Anayasa Komisyonu 3 kez, adeta torba komisyonu haline gelen Plan ve Bütçe Komisyonu 41 kez, yürütmenin vesayetini tehdit etmeyecek sınırlı değişikliklerin ötesine geçemeyen Adalet Komisyonu 18 kez, doğa ile inatlaşma pahasına iktidarın ülkesel değerleri yağmalamasına seyirci kalan Çevre Komisyonu sadece 2 kez ve yıkıcı Covid öncesi Sağlık Komisyonu 1 kez toplanabildi. İçişleri Komisyonu 5, Sanayi Komisyonu 16, Savunma Komisyonu 7, Eğitim Komisyonu 9, İmar Komisyonu 8 ve Tarım Komisyonu 3 kez toplandı. Komisyonlarda uzmanlık ilkesine uyulmadı ve torba yasa alışkanlığı, Anayasa’ya uygun nitelikli yasa yapımının önündeki başlıca engel oldu. İktidarın muhalefetin yapıcı katkılarını bile dikkate almaması sonucu komisyon çalışmaları işlevsizleştirildi.

Yürürlükteki Anayasa’ya saygı ve demokratik anayasa arayışı arasında konumlanan tarihsel bir görev ve sorumluluk içinde, AYM’ye başvurma hak ve yetkisini kullanabilen tek parti, TBMM’deki ikinci parti olan CHP oldu. CHP, 5. yasama yılı sonu itibariyle toplam 105 Cumhurbaşkanlığı kararnamesinden 77’sinin, Meclis’in yasalaştırdığı 113 yasanın da 79’unun içerdiği aykırılıkların iptal istemiyle Anayasa Mahkemesi’ne başvurdu.

Anayasa Mahkemesi, 27. yasama dönemi, yasa ve cumhurbaşkanlığı kararnamelerine yönelik olarak uzun sürelerde çok az karar verdi. Yürürlüğe giren 384 düzenlemeden iptali istenilen 162 başvurudan yalnız 53’üne ilişkin karar verildi. Bunların 29’u ret, 24’ü ise kısmen iptal kararı oldu. Ayrıca kararların tamamında, yürürlüğün durdurulması istemleri reddedildi.

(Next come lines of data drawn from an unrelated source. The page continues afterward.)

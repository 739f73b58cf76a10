//! Consequence listeners for organ notifications
//!
//! These react to committed integrity and severity changes: pain on the part,
//! trauma cleanup, and the stun, slowdown and disposal that follow an organ's
//! destruction. Listeners tolerate organs that were disposed earlier in the
//! same dispatch.

use crate::body::PainType;
use crate::core::config::config;
use crate::core::{EntityId, Fixed2};
use crate::ecs::World;
use crate::organ::OrganSeverity;
use crate::trauma::effects::ConsequenceEffect;
use crate::trauma::events::OrganEvent;
use crate::trauma::records::TraumaKind;

/// Route an event to its listener
pub fn dispatch(world: &mut World, event: &OrganEvent) {
    match *event {
        OrganEvent::IntegrityChanged { organ, new, .. } => on_integrity_changed(world, organ, new),
        OrganEvent::IntegrityChangedOnPart { part, organ, .. } => on_integrity_changed_on_part(world, part, organ),
        OrganEvent::SeverityChanged { organ, old, new } => on_severity_changed(world, organ, old, new),
        OrganEvent::SeverityChangedOnPart { part, organ, old, new } => {
            on_severity_changed_on_part(world, part, organ, old, new)
        }
    }
}

/// Fully healed organs shed their organ-damage traumas
fn on_integrity_changed(world: &mut World, organ: EntityId, new: Fixed2) {
    let Some(o) = world.organ(organ) else {
        return;
    };
    if o.body().is_none() || new < o.integrity_cap() {
        return;
    }

    for owner in world.traumas.targeting(organ, TraumaKind::OrganDamage) {
        world.traumas.remove(owner);
    }
}

/// Internal pain tracks how much integrity the part's organs are missing
fn on_integrity_changed_on_part(world: &mut World, part: EntityId, organ: EntityId) {
    let Some(body) = world.owning_body(organ) else {
        return;
    };

    let (cap, integrity) = world
        .part_organs(part)
        .iter()
        .filter_map(|id| world.organ(*id))
        .fold((Fixed2::ZERO, Fixed2::ZERO), |(cap, integrity), o| {
            (cap + o.integrity_cap(), integrity + o.integrity())
        });

    let cfg = config();
    let pain = (cap - integrity).div_int(cfg.pain_divisor);
    let identifier = cfg.organ_damage_pain_identifier.as_str();

    let Some(nerves) = world.body_mut(body).and_then(|b| b.nerve_system.as_mut()) else {
        return;
    };
    if !nerves.try_change_pain_modifier(part, identifier, pain) {
        nerves.try_add_pain_modifier(part, identifier, pain, PainType::TraumaticPain);
    }
}

/// Drop traumas the organ has healed past
fn on_severity_changed(world: &mut World, organ: EntityId, old: OrganSeverity, new: OrganSeverity) {
    if new < old {
        let stale: Vec<EntityId> = world
            .traumas
            .targeting(organ, TraumaKind::OrganDamage)
            .into_iter()
            .filter(|owner| world.traumas.get(*owner).is_some_and(|t| t.inflicted_at > new))
            .collect();
        for owner in stale {
            world.traumas.remove(owner);
        }
    }
}

/// Final cleanup for an organ left in the terminal tier
///
/// Contained organs normally go through the part listener first; this picks
/// up loose organs and any organ a listener detached mid-cascade.
pub(crate) fn dispose_destroyed(world: &mut World, organ: EntityId) {
    for owner in world.traumas.targeting(organ, TraumaKind::OrganDamage) {
        world.traumas.remove(owner);
    }
    world.remove_organ(organ);
    if world.dispose(organ) {
        tracing::info!("Destroyed organ {} disposed", organ);
    }
}

/// Escalations notify the body; destruction stuns it and removes the organ
fn on_severity_changed_on_part(
    world: &mut World,
    part: EntityId,
    organ: EntityId,
    old: OrganSeverity,
    new: OrganSeverity,
) {
    if !old.escalates_to(new) || world.organ(organ).is_none() {
        return;
    }

    let body = world.owning_body(organ);
    if let Some(body) = body {
        world.push_effect(ConsequenceEffect::Notice {
            body,
            part,
            organ,
            severity: new,
        });
    }

    if !new.is_terminal() {
        return;
    }

    if let Some(body) = body {
        let stun_time = world
            .body(body)
            .and_then(|b| b.living_nerves())
            .map(|n| n.organ_damage_stun_time);

        if let Some(stun_time) = stun_time {
            let cfg = config();
            world.push_effect(ConsequenceEffect::PainSound { body });
            world.push_effect(ConsequenceEffect::Stun {
                body,
                duration: stun_time,
            });
            world.push_effect(ConsequenceEffect::Slowdown {
                body,
                duration: stun_time * cfg.slowdown_time_multiplier,
                walk_speed: cfg.walk_speed_slowdown,
                run_speed: cfg.run_speed_slowdown,
            });
        }
    }

    for owner in world.traumas.on_part_targeting(part, organ, TraumaKind::OrganDamage) {
        world.traumas.remove(owner);
    }

    if let Some(body) = body {
        world.push_effect(ConsequenceEffect::OrganDestroyedSound { body, organ });
    }
    world.remove_organ(organ);
    if world.dispose(organ) {
        tracing::info!("Organ {} destroyed in part {}", organ, part);
    }
}
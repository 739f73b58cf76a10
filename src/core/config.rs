//! Trauma configuration with documented constants
//!
//! The consequence handlers read their tuning from here: how organ damage
//! turns into pain, and how long an organ's destruction slows the body down.

use serde::{Deserialize, Serialize};
use std::fs;
use std::path::Path;

use crate::core::error::{Result, TraumaError};

/// Configuration for organ damage consequences
///
/// Loaded from TOML when present; every field falls back to its default.
#[derive(Debug, Clone, Serialize, Deserialize)]
#[serde(default)]
pub struct TraumaConfig {
    // === PAIN ===
    /// Identifier of the pain modifier that organ damage writes on a body part
    ///
    /// One modifier per part, so repeated organ damage in the same part
    /// replaces the previous amount instead of stacking.
    pub organ_damage_pain_identifier: String,

    /// Divisor applied to missing integrity before it becomes pain
    ///
    /// At 2, a part whose organs are missing 60 integrity in total
    /// carries 30 traumatic pain.
    pub pain_divisor: i64,

    // === DESTRUCTION ===
    /// Stun duration (seconds) used when a body's nerve system does not set one
    pub default_stun_time: f32,

    /// Slowdown lasts this many times the stun duration
    ///
    /// At 4.0, a 2 second paralysis is followed by 8 seconds of reduced speed.
    pub slowdown_time_multiplier: f32,

    /// Walk speed multiplier while slowed (1.0 = unaffected)
    pub walk_speed_slowdown: f32,

    /// Run speed multiplier while slowed (1.0 = unaffected)
    pub run_speed_slowdown: f32,
}

impl Default for TraumaConfig {
    fn default() -> Self {
        Self {
            organ_damage_pain_identifier: "OrganDamage".to_string(),
            pain_divisor: 2,
            default_stun_time: 2.0,
            slowdown_time_multiplier: 4.0,
            walk_speed_slowdown: 0.6,
            run_speed_slowdown: 0.6,
        }
    }
}

impl TraumaConfig {
    /// Create a new config with default values
    pub fn new() -> Self {
        Self::default()
    }

    /// Validate configuration for internal consistency
    pub fn validate(&self) -> std::result::Result<(), String> {
        if self.organ_damage_pain_identifier.is_empty() {
            return Err("organ_damage_pain_identifier must not be empty".into());
        }

        if self.pain_divisor <= 0 {
            return Err(format!("pain_divisor ({}) must be positive", self.pain_divisor));
        }

        if self.default_stun_time < 0.0 || self.slowdown_time_multiplier < 0.0 {
            return Err("Durations must not be negative".into());
        }

        // Speed multipliers outside (0, 1] would stop or speed up the body
        for (name, value) in [
            ("walk_speed_slowdown", self.walk_speed_slowdown),
            ("run_speed_slowdown", self.run_speed_slowdown),
        ] {
            if value <= 0.0 || value > 1.0 {
                return Err(format!("{} ({}) must be in (0, 1]", name, value));
            }
        }

        Ok(())
    }

    /// Parse and validate a config from TOML text
    pub fn from_toml_str(content: &str) -> Result<Self> {
        let config: TraumaConfig = toml::from_str(content)?;
        config.validate().map_err(TraumaError::Validation)?;
        Ok(config)
    }
}

/// Load config from a TOML file
pub fn load_config(path: impl AsRef<Path>) -> Result<TraumaConfig> {
    let content = fs::read_to_string(path.as_ref())?;
    TraumaConfig::from_toml_str(&content)
}

// === GLOBAL CONFIG ACCESS ===

use std::sync::OnceLock;

static CONFIG: OnceLock<TraumaConfig> = OnceLock::new();

/// Get the global trauma config (initializes with defaults if not set)
pub fn config() -> &'static TraumaConfig {
    CONFIG.get_or_init(TraumaConfig::default)
}

/// Set the global trauma config (can only be called once)
///
/// Returns Err if config was already set.
pub fn set_config(config: TraumaConfig) -> std::result::Result<(), TraumaConfig> {
    CONFIG.set(config)
}

#[cfg(test)]
mod tests {
    use super::*;

    #[test]
    fn test_default_config_is_valid() {
        assert!(TraumaConfig::default().validate().is_ok());
    }

    #[test]
    fn test_partial_toml_keeps_defaults() {
        let config = TraumaConfig::from_toml_str("slowdown_time_multiplier = 2.5").unwrap();
        assert_eq!(config.slowdown_time_multiplier, 2.5);
        assert_eq!(config.pain_divisor, 2);
        assert_eq!(config.organ_damage_pain_identifier, "OrganDamage");
    }

    #[test]
    fn test_invalid_speed_rejected() {
        let err = TraumaConfig::from_toml_str("walk_speed_slowdown = 0.0").unwrap_err();
        assert!(matches!(err, TraumaError::Validation(_)));
    }

    #[test]
    fn test_zero_divisor_rejected() {
        let config = TraumaConfig {
            pain_divisor: 0,
            ..TraumaConfig::default()
        };
        assert!(config.validate().is_err());
    }

    #[test]
    fn test_bad_toml_is_parse_error() {
        let err = TraumaConfig::from_toml_str("pain_divisor = \"two\"").unwrap_err();
        assert!(matches!(err, TraumaError::TomlError(_)));
    }
}
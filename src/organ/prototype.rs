//! Organ prototypes loaded from TOML
//!
//! A prototype fixes an organ type's integrity cap and threshold table.
//! Thresholds are written as an array of tables so their declaration order
//! survives parsing; that order breaks ties between equal values.

use ahash::AHashMap;
use serde::{Deserialize, Serialize};
use std::fs;
use std::path::Path;

use crate::core::error::{Result, TraumaError};
use crate::core::Fixed2;
use crate::organ::severity::{OrganSeverity, ThresholdTable};

#[derive(Debug, Clone, PartialEq, Serialize, Deserialize)]
pub struct OrganPrototype {
    pub id: String,
    pub integrity_cap: Fixed2,
    pub thresholds: ThresholdTable,
}

impl OrganPrototype {
    pub fn new(id: impl Into<String>, integrity_cap: i64, thresholds: &[(OrganSeverity, i64)]) -> Self {
        Self {
            id: id.into(),
            integrity_cap: Fixed2::new(integrity_cap),
            thresholds: ThresholdTable::from_pairs(thresholds),
        }
    }

    /// Check cap and threshold table for consistency
    pub fn validate(&self) -> std::result::Result<(), String> {
        if self.integrity_cap <= Fixed2::ZERO {
            return Err(format!("{}: integrity_cap must be positive", self.id));
        }

        let rows = self.thresholds.rows();
        for (i, row) in rows.iter().enumerate() {
            if row.severity == OrganSeverity::Normal {
                return Err(format!("{}: Normal is implicit and cannot have a threshold", self.id));
            }
            if row.value.is_negative() || row.value > self.integrity_cap {
                return Err(format!(
                    "{}: {} threshold {} outside 0..={}",
                    self.id,
                    row.severity.name(),
                    row.value,
                    self.integrity_cap
                ));
            }
            if rows[..i].iter().any(|r| r.severity == row.severity) {
                return Err(format!("{}: duplicate {} threshold", self.id, row.severity.name()));
            }
        }

        // Rows are sorted by value; a lower value must never mean a milder tier
        for pair in rows.windows(2) {
            if pair[1].severity > pair[0].severity {
                return Err(format!(
                    "{}: {} ({}) is worse than {} ({}) but has a higher threshold",
                    self.id,
                    pair[1].severity.name(),
                    pair[1].value,
                    pair[0].severity.name(),
                    pair[0].value
                ));
            }
        }

        Ok(())
    }
}

#[derive(Debug, Deserialize)]
struct PrototypeFile {
    #[serde(rename = "organ", default)]
    organs: Vec<OrganPrototype>,
}

/// Registry of organ prototypes by id
#[derive(Debug, Clone, Default)]
pub struct PrototypeRegistry {
    by_id: AHashMap<String, OrganPrototype>,
}

impl PrototypeRegistry {
    pub fn new() -> Self {
        Self::default()
    }

    /// Built-in human organ set
    pub fn with_defaults() -> Self {
        use OrganSeverity::*;

        let mut registry = Self::new();
        let standard = [(Light, 75), (Moderate, 50), (Severe, 25), (Destroyed, 0)];
        for id in ["heart", "lungs", "liver", "kidneys", "stomach"] {
            registry.insert(OrganPrototype::new(id, 100, &standard));
        }
        registry.insert(OrganPrototype::new(
            "brain",
            100,
            &[(Light, 80), (Moderate, 60), (Severe, 40), (Critical, 20), (Destroyed, 0)],
        ));
        registry.insert(OrganPrototype::new(
            "eyes",
            50,
            &[(Light, 35), (Severe, 15), (Destroyed, 0)],
        ));
        registry
    }

    pub fn insert(&mut self, prototype: OrganPrototype) -> Option<OrganPrototype> {
        self.by_id.insert(prototype.id.clone(), prototype)
    }

    /// Parse prototypes from TOML, validating each one
    ///
    /// Later definitions with the same id replace earlier ones.
    pub fn load_from_str(&mut self, content: &str) -> Result<usize> {
        let file: PrototypeFile = toml::from_str(content)?;
        let count = file.organs.len();

        for proto in &file.organs {
            proto.validate().map_err(TraumaError::Validation)?;
        }
        for proto in file.organs {
            self.insert(proto);
        }

        tracing::debug!("Loaded {} organ prototypes", count);
        Ok(count)
    }

    pub fn load_from_file(&mut self, path: impl AsRef<Path>) -> Result<usize> {
        let content = fs::read_to_string(path.as_ref())?;
        self.load_from_str(&content)
    }

    pub fn get(&self, id: &str) -> Result<&OrganPrototype> {
        self.by_id
            .get(id)
            .ok_or_else(|| TraumaError::UnknownPrototype(id.to_string()))
    }

    pub fn len(&self) -> usize {
        self.by_id.len()
    }

    pub fn is_empty(&self) -> bool {
        self.by_id.is_empty()
    }

    /// Prototype ids, sorted
    pub fn ids(&self) -> Vec<&str> {
        let mut ids: Vec<&str> = self.by_id.keys().map(String::as_str).collect();
        ids.sort_unstable();
        ids
    }
}
//! Nerve system: the pain modifiers a body carries
//!
//! Only the call contract the organ consequences need lives here. Pain
//! modifiers are keyed by `(part, identifier)` like organ modifiers are keyed
//! by `(identifier, owner)`.

use ahash::AHashMap;
use serde::{Deserialize, Serialize};

use crate::core::{EntityId, Fixed2};

#[derive(Debug, Clone, Copy, PartialEq, Eq, Hash, Serialize, Deserialize)]
pub enum PainType {
    /// Pain from wounds on the skin and flesh
    WoundPain,
    /// Internal pain, e.g. from damaged organs
    TraumaticPain,
}

#[derive(Debug, Clone, Copy, PartialEq, Eq)]
pub struct PainModifier {
    pub amount: Fixed2,
    pub kind: PainType,
}

#[derive(Debug, Clone)]
pub struct NerveSystem {
    modifiers: AHashMap<(EntityId, String), PainModifier>,
    /// Paralysis length (seconds) when one of the body's organs is destroyed
    pub organ_damage_stun_time: f32,
}

impl NerveSystem {
    pub fn new(organ_damage_stun_time: f32) -> Self {
        Self {
            modifiers: AHashMap::new(),
            organ_damage_stun_time,
        }
    }

    /// Add a new modifier; fails on a zero amount or an existing key
    pub fn try_add_pain_modifier(
        &mut self,
        part: EntityId,
        identifier: &str,
        amount: Fixed2,
        kind: PainType,
    ) -> bool {
        if amount.is_zero() {
            return false;
        }

        let key = (part, identifier.to_string());
        if self.modifiers.contains_key(&key) {
            return false;
        }
        self.modifiers.insert(key, PainModifier { amount, kind });
        true
    }

    /// Replace the amount of an existing modifier; fails if absent
    pub fn try_change_pain_modifier(&mut self, part: EntityId, identifier: &str, amount: Fixed2) -> bool {
        match self.modifiers.get_mut(&(part, identifier.to_string())) {
            Some(modifier) => {
                modifier.amount = amount;
                true
            }
            None => false,
        }
    }

    pub fn pain_modifier(&self, part: EntityId, identifier: &str) -> Option<PainModifier> {
        self.modifiers.get(&(part, identifier.to_string())).copied()
    }

    pub fn total_pain(&self) -> Fixed2 {
        self.modifiers.values().map(|m| m.amount).sum()
    }

    pub fn modifier_count(&self) -> usize {
        self.modifiers.len()
    }
}

impl Default for NerveSystem {
    fn default() -> Self {
        Self::new(crate::core::config::config().default_stun_time)
    }
}
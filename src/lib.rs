//! Organ Trauma - organ integrity and severity engine for simulated bodies
//!
//! Organs collect named damage modifiers, derive a clamped integrity from
//! them, classify it into a severity tier, and notify their body part when
//! either changes. Consequences (pain, stun, destruction) hang off those
//! notifications.

pub mod body;
pub mod core;
pub mod ecs;
pub mod organ;
pub mod trauma;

Türkiye, dünya basın özgürlüğü endeksinde 180 ülke arasında 153’üncü, hukukun üstünlüğü endeksinde 139 ülke arasında 117’nci sıraya geriledi. Parti başkanlığı yoluyla devlet başkanlığı ve yürütmenin dört yıllık uygulaması bir yandan 2017 Anayasa kurgusunun iflası ve iktidarlarının da sonunu getirdi, diğer yandan da seçimde geri sayımın başlamasıyla demokratik parlamenter sistemin haklılığını pekiştirdi ve kamuoyunda yurttaşlar tarafından da talep edilir hale geldi.”